Vicar's daughter Ruth Percival, 30, gave birth to her son Jonathan in the downstairs toilet of her parent's home in Freckleton, Lancashire, in 2014.
Ms Percival, who has some special educational needs, did not tell her parents she was pregnant amid an "unusual" family dynamic, a hearing in Blackpool was told.
An open verdict was recorded.
Blackpool and Fylde senior coroner Alan Anthony Wilson said ante-natal care might have saved Jonathan's life, after hearing evidence he was alive at the time of birth.
The inquest into the baby's death heard Ms Percival tried to have an abortion but was too late.
Her father James, 66, who was vicar of Holy Trinity Church at the time of the birth, told the inquest he tried to revive the baby but thought it was stillborn.
He did not call an ambulance and took his daughter for a GP appointment, leaving the dead baby at the vicarage.
An ambulance was called only later and the child pronounced dead by paramedics.
Sitting at Blackpool Town Hall, Mr Wilson said it was not possible to establish the medical cause of death.
He also ruled out any accidental cause of death or natural causes and said the death was not suspicious.
He added: "I feel unable to place any significant point on the evidence of either Ruth or James Percival.
"There have been various inconsistencies in relation to their accounts which have not been resolved in the course of this investigation."
Mr Wilson also said: "Although James Percival says his daughter was his priority, he did not call 999, he preferred to take Ruth to the GP and perhaps most perplexing of all, remained in the car initially ... only ringing police at least a couple of hours later after this child was initially discovered.
"The family dynamic in this house was, in my judgment, particularly unusual.
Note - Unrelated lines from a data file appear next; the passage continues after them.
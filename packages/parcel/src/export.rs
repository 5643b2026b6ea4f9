//! `GeoJSON` export of parcels and drawn shapes.
//!
//! Each shape becomes one `Polygon` feature with a closed ring and a
//! `role` property (`parcel`, `lot`, `neighbor`, or `turf`).

use geojson::{Feature, FeatureCollection, Geometry, JsonObject, Value};
use lot_measure_geometry::{GeometryOps, flatten_feature};
use lot_measure_parcel_models::{LatLng, Ring, ShapeRole};
use serde::{Deserialize, Serialize};

use crate::drawing::Measurements;
use crate::session::ParcelSession;

/// A ring tagged with the role it plays in the export.
#[derive(Debug, Clone, PartialEq, Serialize, Deserialize)]
pub struct ExportShape {
    /// Role written to `properties.role`.
    pub role: ShapeRole,
    /// Outline in `(lat, lng)` order; closed on export if open.
    pub ring: Ring,
}

/// Returns `ring` with its first point repeated at the end if it is not
/// already closed.
#[must_use]
pub fn close_ring(ring: &[LatLng]) -> Ring {
    let mut closed = ring.to_vec();
    match (ring.first(), ring.last()) {
        (Some(&first), Some(&last)) if first != last => closed.push(first),
        _ => {}
    }
    closed
}

/// Converts one shape into a `GeoJSON` feature. Empty rings yield `None`.
#[must_use]
pub fn shape_feature(shape: &ExportShape) -> Option<Feature> {
    if shape.ring.is_empty() {
        return None;
    }

    let positions: Vec<Vec<f64>> = close_ring(&shape.ring)
        .into_iter()
        .map(LatLng::to_position)
        .collect();

    let mut properties = JsonObject::new();
    properties.insert("role".to_string(), shape.role.as_str().into());
    properties.insert(
        "areaSqFt".to_string(),
        lot_measure_geometry::rings_area_sq_ft(std::slice::from_ref(&shape.ring)).into(),
    );

    Some(Feature {
        bbox: None,
        geometry: Some(Geometry::new(Value::Polygon(vec![positions]))),
        id: None,
        properties: Some(properties),
        foreign_members: None,
    })
}

/// Builds a `FeatureCollection` from `shapes`, skipping empty rings.
#[must_use]
pub fn feature_collection(shapes: &[ExportShape]) -> FeatureCollection {
    FeatureCollection {
        bbox: None,
        features: shapes.iter().filter_map(shape_feature).collect(),
        foreign_members: None,
    }
}

/// Collects the shapes of a session: main parcel rings as `parcel`,
/// neighbor rings as `neighbor`, then every drawn shape by its role.
#[must_use]
pub fn session_shapes<O: GeometryOps>(
    session: &ParcelSession<O>,
    measurements: &Measurements,
) -> Vec<ExportShape> {
    let mut shapes = Vec::new();

    if let Some(selection) = session.selection() {
        for (index, role) in selection.roles() {
            let Some(feature) = session.features().get(index) else {
                continue;
            };
            shapes.extend(flatten_feature(feature).into_iter().map(|ring| ExportShape {
                role: role.into(),
                ring,
            }));
        }
    }

    shapes.extend(measurements.shapes().iter().map(|s| ExportShape {
        role: s.role.into(),
        ring: s.ring.clone(),
    }));

    shapes
}

/// Exports a whole session as a `FeatureCollection`.
#[must_use]
pub fn session_feature_collection<O: GeometryOps>(
    session: &ParcelSession<O>,
    measurements: &Measurements,
) -> FeatureCollection {
    feature_collection(&session_shapes(session, measurements))
}

#[cfg(test)]
mod tests {
    use super::*;
    use crate::drawing::{DrawnRole, DrawnShape};
    use crate::test_support::{point, square_feature};

    fn open_ring() -> Ring {
        vec![
            point(37.0, -122.0),
            point(37.0, -121.999),
            point(37.001, -121.999),
        ]
    }

    #[test]
    fn open_ring_is_closed() {
        let closed = close_ring(&open_ring());
        assert_eq!(closed.len(), 4);
        assert_eq!(closed.first(), closed.last());
    }

    #[test]
    fn closed_ring_is_unchanged() {
        let closed = close_ring(&open_ring());
        assert_eq!(close_ring(&closed), closed);
        assert!(close_ring(&[]).is_empty());
    }

    #[test]
    fn feature_has_closed_lng_lat_ring_and_role() {
        let feature = shape_feature(&ExportShape {
            role: ShapeRole::Turf,
            ring: open_ring(),
        })
        .unwrap();

        let Some(Geometry {
            value: Value::Polygon(rings),
            ..
        }) = &feature.geometry
        else {
            panic!("expected polygon geometry");
        };
        assert_eq!(rings[0].first(), rings[0].last());
        assert_eq!(rings[0][1], vec![-121.999, 37.0]);

        let props = feature.properties.unwrap();
        assert_eq!(props["role"], "turf");
        assert!(props["areaSqFt"].as_f64().unwrap() > 0.0);
    }

    #[test]
    fn empty_rings_are_skipped() {
        let fc = feature_collection(&[
            ExportShape {
                role: ShapeRole::Lot,
                ring: Vec::new(),
            },
            ExportShape {
                role: ShapeRole::Lot,
                ring: open_ring(),
            },
        ]);
        assert_eq!(fc.features.len(), 1);
    }

    #[test]
    fn session_export_tags_every_role() {
        let mut session: ParcelSession = ParcelSession::default();
        session.load(
            vec![
                square_feature(37.01, -122.0, 0.001),
                square_feature(37.0, -122.0, 0.001),
            ],
            Some(point(37.0005, -121.9995)),
        );
        let mut measurements = Measurements::new();
        measurements.add(DrawnShape {
            role: DrawnRole::Turf,
            ring: open_ring(),
        });

        let shapes = session_shapes(&session, &measurements);
        let roles: Vec<_> = shapes.iter().map(|s| s.role).collect();
        assert_eq!(
            roles,
            vec![ShapeRole::Parcel, ShapeRole::Neighbor, ShapeRole::Turf]
        );
        assert_eq!(shapes[0].ring[0], point(37.0, -122.0));

        let fc = session_feature_collection(&session, &measurements);
        assert_eq!(fc.features.len(), 3);
    }
}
"Ruth was quite a vulnerable person.
"It seems to me she did not feel able to discuss this pregnancy at home and had she done so, and had ante-natal care, then according to the pathologist's evidence it seems more likely than not Jonathan would have gone on to survive delivery."
Both father and daughter were initially arrested by police on suspicion of murder and conspiracy to conceal the birth of a child.
Later they were questioned on suspicion of child neglect before prosecutors advised police there was insufficient evidence for criminal charges, and to take no further action.